▸ **Exercise**: In the records below, find the line containing "assert!(out.args.is_empty());" and the line containing "let mut first = HashMap::new();"; please repeat exactly the lines from one to the other, both included, and nothing more.

(Saved entries)
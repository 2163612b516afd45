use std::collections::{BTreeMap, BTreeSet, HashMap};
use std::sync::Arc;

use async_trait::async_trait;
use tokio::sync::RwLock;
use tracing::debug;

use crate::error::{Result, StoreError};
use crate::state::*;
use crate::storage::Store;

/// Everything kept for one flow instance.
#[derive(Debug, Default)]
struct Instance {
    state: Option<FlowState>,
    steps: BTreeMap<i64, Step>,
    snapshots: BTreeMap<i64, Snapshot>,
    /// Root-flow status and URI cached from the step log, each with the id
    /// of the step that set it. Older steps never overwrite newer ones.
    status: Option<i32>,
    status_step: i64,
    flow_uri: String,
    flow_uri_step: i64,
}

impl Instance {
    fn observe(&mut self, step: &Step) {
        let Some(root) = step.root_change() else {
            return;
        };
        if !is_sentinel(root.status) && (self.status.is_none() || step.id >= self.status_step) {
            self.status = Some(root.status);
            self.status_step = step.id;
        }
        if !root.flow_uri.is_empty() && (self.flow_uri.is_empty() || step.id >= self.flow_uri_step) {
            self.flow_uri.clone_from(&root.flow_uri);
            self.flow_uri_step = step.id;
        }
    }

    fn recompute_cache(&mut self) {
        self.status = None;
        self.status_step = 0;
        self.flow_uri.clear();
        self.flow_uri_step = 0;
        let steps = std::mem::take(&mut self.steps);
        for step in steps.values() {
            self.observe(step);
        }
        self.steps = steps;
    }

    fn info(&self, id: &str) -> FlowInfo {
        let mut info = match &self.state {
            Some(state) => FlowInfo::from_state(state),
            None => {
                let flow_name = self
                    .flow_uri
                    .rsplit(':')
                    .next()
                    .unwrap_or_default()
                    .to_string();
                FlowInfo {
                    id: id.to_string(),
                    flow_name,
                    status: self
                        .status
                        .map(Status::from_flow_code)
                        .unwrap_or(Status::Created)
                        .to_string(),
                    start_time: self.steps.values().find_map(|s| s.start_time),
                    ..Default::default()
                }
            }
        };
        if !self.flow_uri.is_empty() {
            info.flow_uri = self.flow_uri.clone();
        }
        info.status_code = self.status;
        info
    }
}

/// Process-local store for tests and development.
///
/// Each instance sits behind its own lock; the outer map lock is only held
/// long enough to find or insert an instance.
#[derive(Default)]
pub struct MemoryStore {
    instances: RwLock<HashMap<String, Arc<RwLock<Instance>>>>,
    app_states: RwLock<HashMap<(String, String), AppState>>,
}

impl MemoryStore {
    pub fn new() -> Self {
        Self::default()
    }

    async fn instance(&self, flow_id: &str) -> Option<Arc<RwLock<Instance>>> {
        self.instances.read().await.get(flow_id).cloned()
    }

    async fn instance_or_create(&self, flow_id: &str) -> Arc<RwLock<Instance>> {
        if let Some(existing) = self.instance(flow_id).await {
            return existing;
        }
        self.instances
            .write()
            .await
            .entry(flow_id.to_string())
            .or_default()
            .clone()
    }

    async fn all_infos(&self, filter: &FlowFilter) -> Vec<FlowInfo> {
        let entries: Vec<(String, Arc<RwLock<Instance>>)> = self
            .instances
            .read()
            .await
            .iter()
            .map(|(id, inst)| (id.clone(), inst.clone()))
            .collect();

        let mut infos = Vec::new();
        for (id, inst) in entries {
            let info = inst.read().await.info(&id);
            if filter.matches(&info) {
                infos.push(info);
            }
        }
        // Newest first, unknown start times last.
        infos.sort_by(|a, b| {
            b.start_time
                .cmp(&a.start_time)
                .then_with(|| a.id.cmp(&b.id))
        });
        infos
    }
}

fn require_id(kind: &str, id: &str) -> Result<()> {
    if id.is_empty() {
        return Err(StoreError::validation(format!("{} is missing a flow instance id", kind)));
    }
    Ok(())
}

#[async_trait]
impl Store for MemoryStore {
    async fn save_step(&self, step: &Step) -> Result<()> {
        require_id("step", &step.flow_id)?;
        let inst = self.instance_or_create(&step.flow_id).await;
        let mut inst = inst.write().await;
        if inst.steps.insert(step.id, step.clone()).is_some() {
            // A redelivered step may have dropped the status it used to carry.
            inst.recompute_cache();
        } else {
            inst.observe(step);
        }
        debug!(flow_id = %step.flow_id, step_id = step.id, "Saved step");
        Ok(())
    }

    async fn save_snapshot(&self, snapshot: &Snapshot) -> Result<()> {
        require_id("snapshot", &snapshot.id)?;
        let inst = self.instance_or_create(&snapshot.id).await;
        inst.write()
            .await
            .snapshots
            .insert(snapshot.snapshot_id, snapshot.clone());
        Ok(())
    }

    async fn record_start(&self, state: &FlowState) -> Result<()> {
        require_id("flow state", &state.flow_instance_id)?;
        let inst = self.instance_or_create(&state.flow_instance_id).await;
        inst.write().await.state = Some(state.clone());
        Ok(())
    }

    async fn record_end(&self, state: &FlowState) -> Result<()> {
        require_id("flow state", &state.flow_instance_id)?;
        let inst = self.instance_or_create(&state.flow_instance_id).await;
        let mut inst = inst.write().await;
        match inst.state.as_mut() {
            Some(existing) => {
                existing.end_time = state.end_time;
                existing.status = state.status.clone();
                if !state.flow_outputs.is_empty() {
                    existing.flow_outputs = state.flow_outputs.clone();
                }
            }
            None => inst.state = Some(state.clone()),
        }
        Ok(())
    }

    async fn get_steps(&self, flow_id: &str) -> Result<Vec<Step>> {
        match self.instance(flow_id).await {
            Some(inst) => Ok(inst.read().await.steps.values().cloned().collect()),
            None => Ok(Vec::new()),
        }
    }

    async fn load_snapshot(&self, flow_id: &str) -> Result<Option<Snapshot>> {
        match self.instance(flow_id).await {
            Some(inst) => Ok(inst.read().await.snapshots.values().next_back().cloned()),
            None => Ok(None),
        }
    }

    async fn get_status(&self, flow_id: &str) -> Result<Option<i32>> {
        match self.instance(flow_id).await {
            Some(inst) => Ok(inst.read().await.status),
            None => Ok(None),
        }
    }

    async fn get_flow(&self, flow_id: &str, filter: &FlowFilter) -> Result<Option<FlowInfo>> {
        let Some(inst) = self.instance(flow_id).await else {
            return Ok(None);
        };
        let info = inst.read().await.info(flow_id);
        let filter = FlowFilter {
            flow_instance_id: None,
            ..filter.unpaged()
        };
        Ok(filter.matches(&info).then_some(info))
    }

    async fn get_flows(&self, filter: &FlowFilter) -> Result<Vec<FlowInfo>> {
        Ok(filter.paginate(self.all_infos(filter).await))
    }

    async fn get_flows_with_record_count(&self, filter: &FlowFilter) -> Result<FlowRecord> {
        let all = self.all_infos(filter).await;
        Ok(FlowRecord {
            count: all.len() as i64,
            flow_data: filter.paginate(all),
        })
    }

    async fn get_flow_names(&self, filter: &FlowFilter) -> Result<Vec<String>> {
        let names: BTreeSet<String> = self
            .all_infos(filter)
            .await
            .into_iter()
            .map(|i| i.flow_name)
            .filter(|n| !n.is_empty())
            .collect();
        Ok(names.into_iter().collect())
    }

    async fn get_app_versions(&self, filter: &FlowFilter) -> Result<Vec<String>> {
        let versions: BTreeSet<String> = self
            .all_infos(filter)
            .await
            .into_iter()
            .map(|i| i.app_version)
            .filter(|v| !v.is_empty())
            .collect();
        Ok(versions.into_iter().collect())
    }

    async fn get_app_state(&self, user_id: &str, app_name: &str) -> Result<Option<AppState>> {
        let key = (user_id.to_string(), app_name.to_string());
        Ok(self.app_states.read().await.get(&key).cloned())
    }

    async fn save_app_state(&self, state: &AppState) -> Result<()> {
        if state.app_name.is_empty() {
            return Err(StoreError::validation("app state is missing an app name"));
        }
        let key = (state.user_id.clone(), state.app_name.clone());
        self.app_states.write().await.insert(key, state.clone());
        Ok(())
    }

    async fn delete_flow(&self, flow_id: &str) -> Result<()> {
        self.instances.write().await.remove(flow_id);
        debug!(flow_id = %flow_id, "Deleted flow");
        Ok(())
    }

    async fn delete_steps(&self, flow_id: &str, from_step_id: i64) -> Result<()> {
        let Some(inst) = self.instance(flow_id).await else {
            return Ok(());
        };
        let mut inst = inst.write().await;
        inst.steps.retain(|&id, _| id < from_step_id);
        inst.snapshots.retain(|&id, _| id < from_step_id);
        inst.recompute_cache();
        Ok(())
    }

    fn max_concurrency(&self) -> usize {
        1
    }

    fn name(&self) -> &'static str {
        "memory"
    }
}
* * *
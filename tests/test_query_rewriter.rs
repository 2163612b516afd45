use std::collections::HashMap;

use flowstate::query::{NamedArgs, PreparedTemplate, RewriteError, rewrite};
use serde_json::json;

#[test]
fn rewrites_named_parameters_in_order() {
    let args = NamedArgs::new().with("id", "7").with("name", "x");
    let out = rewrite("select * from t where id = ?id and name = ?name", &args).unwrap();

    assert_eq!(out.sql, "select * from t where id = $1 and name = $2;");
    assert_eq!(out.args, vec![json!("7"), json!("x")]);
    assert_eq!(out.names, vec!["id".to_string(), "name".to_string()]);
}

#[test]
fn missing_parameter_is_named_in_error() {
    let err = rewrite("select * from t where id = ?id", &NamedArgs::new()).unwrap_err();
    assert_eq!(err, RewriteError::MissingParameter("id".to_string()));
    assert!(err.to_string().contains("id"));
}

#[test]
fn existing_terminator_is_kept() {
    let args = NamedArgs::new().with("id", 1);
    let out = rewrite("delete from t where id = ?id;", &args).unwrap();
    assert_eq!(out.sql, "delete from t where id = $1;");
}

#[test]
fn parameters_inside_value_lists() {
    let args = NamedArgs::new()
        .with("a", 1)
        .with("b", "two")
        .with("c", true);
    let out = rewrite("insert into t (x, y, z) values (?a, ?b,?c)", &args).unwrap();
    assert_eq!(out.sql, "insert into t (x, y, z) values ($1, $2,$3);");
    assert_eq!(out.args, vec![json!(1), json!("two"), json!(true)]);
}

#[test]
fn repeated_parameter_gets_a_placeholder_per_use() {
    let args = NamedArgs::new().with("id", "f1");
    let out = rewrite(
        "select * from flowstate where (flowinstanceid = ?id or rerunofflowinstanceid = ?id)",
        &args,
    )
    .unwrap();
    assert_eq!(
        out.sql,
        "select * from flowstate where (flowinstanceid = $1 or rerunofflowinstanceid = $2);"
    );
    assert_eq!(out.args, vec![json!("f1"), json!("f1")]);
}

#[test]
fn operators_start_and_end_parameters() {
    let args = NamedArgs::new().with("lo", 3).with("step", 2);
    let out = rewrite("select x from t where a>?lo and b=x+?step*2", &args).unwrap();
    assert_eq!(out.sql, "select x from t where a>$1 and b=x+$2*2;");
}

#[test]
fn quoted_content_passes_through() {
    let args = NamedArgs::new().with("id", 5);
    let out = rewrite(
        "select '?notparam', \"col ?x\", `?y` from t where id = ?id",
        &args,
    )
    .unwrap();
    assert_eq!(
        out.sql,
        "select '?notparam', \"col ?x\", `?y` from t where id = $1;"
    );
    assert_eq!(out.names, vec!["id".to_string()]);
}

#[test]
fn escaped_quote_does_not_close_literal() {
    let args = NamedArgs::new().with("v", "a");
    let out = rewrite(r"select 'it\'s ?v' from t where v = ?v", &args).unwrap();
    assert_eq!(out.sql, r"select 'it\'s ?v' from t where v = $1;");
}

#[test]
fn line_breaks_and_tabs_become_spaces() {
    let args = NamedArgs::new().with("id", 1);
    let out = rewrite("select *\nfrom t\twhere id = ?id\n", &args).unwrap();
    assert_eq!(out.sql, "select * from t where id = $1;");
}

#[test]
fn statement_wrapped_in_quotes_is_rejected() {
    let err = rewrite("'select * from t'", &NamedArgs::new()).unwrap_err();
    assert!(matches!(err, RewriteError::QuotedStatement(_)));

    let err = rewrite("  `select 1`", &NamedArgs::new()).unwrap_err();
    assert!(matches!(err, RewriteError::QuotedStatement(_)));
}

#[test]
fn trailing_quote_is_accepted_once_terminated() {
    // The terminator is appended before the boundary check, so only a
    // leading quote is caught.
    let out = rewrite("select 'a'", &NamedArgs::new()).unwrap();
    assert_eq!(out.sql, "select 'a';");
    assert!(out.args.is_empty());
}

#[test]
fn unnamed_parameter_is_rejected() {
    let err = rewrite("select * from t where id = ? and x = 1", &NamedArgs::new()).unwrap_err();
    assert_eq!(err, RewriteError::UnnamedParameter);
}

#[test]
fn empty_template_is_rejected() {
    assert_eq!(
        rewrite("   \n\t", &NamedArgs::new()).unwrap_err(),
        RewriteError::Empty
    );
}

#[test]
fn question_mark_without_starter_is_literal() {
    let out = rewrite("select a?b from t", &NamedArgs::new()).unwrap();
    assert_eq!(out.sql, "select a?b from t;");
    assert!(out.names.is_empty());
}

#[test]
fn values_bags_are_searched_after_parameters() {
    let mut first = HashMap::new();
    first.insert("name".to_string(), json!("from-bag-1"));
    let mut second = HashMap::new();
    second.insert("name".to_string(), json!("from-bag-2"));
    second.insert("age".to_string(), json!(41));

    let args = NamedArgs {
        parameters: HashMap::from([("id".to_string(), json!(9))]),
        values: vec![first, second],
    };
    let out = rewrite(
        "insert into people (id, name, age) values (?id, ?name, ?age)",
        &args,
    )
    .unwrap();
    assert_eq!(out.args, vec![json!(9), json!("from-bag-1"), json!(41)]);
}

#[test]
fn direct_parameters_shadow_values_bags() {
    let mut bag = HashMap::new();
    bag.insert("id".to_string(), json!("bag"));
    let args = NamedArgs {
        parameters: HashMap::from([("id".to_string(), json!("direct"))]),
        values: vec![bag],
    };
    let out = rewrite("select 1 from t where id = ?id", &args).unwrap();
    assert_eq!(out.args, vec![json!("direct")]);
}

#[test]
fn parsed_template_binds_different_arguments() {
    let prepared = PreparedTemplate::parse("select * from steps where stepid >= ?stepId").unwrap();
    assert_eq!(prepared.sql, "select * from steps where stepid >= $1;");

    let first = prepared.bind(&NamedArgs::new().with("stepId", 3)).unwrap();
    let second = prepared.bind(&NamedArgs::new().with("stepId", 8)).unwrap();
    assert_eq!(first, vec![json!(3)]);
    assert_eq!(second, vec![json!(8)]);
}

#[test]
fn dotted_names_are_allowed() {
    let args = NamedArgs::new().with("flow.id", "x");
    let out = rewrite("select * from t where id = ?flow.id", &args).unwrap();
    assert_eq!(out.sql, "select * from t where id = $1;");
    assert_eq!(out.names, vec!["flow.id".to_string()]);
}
--
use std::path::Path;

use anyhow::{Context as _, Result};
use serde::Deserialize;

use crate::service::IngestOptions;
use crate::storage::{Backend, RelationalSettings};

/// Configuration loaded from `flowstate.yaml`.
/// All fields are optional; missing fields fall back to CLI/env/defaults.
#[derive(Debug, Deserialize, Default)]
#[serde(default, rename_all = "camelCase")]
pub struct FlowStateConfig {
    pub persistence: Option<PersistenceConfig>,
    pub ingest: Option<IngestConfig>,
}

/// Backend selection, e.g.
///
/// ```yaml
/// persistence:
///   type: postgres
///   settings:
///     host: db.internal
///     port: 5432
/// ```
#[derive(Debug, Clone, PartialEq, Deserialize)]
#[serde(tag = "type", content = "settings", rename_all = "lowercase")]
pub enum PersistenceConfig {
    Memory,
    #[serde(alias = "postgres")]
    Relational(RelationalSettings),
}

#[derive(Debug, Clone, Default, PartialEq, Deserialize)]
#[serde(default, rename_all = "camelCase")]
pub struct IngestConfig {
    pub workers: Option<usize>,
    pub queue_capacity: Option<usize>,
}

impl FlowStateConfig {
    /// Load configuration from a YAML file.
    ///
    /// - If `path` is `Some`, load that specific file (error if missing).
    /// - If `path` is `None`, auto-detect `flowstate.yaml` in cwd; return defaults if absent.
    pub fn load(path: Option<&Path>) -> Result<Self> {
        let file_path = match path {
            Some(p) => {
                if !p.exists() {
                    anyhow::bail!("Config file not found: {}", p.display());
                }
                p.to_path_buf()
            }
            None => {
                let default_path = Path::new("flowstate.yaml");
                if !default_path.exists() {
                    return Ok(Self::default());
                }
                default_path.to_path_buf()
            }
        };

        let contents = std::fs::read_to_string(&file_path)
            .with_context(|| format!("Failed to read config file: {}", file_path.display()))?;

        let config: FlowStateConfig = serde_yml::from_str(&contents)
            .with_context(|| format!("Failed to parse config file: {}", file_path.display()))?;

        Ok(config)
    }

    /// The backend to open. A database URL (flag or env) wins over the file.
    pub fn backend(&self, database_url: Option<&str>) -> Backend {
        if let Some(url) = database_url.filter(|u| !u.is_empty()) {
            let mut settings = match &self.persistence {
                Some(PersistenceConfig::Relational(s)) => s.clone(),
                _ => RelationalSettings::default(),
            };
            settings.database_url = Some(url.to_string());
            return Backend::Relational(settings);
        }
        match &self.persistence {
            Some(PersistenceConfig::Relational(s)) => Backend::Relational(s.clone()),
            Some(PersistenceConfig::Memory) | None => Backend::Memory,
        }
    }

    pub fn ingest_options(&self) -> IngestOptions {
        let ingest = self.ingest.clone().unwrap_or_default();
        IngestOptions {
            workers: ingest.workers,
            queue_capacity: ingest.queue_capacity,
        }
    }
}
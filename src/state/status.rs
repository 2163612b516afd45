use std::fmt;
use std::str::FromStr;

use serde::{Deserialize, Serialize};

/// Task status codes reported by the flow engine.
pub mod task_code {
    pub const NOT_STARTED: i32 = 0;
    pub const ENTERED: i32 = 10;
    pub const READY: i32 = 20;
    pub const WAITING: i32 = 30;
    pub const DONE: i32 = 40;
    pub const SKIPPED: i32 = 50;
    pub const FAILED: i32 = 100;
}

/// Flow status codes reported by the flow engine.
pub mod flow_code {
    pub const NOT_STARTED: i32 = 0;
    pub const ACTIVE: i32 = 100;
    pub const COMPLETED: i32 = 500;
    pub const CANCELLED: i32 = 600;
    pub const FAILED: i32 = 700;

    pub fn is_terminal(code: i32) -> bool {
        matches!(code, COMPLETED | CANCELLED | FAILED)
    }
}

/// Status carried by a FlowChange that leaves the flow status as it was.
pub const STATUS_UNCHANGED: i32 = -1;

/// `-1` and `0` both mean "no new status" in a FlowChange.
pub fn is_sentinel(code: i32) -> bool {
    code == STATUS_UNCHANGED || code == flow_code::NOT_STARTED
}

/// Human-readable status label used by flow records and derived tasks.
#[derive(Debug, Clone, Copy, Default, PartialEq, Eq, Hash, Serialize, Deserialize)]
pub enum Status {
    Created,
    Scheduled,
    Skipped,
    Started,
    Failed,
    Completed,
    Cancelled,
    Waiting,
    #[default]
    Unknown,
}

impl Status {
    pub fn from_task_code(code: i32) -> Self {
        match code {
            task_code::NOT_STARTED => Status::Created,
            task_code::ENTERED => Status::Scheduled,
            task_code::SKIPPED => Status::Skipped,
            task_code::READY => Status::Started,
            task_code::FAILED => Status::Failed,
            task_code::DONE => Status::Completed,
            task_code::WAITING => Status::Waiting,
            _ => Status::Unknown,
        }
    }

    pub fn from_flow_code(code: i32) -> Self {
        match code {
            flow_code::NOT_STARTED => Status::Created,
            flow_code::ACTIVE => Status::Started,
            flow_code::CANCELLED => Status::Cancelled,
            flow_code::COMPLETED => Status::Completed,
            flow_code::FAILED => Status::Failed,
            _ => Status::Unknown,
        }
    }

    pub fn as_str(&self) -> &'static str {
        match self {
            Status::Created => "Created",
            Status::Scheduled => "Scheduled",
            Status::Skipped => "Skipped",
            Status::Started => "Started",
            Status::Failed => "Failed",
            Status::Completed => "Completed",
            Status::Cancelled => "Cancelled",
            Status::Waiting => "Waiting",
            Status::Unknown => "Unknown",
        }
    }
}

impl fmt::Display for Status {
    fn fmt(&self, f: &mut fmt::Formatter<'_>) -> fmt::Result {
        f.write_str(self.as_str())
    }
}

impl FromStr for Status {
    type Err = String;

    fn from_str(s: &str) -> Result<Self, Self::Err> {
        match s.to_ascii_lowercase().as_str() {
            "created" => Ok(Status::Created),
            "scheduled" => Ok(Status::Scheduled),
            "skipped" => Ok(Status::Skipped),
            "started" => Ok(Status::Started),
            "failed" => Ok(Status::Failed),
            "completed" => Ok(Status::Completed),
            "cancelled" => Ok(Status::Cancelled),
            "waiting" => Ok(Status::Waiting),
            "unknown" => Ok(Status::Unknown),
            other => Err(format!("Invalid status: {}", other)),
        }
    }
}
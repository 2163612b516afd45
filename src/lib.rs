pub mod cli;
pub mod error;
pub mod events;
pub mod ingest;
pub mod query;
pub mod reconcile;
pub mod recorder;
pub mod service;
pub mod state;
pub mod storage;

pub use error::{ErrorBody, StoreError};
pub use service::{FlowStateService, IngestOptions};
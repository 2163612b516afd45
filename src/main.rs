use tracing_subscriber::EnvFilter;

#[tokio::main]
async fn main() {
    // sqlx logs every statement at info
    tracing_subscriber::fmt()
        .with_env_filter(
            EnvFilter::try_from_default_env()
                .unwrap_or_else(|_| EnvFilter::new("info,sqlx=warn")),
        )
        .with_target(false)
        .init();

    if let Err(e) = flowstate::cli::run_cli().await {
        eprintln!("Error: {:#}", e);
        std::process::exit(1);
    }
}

▸ **The completed task**:
    assert!(out.args.is_empty());
}

#[test]
fn unnamed_parameter_is_rejected() {
    let err = rewrite("select * from t where id = ? and x = 1", &NamedArgs::new()).unwrap_err();
    assert_eq!(err, RewriteError::UnnamedParameter);
}

#[test]
fn empty_template_is_rejected() {
    assert_eq!(
        rewrite("   \n\t", &NamedArgs::new()).unwrap_err(),
        RewriteError::Empty
    );
}

#[test]
fn question_mark_without_starter_is_literal() {
    let out = rewrite("select a?b from t", &NamedArgs::new()).unwrap();
    assert_eq!(out.sql, "select a?b from t;");
    assert!(out.names.is_empty());
}

#[test]
fn values_bags_are_searched_after_parameters() {
    let mut first = HashMap::new();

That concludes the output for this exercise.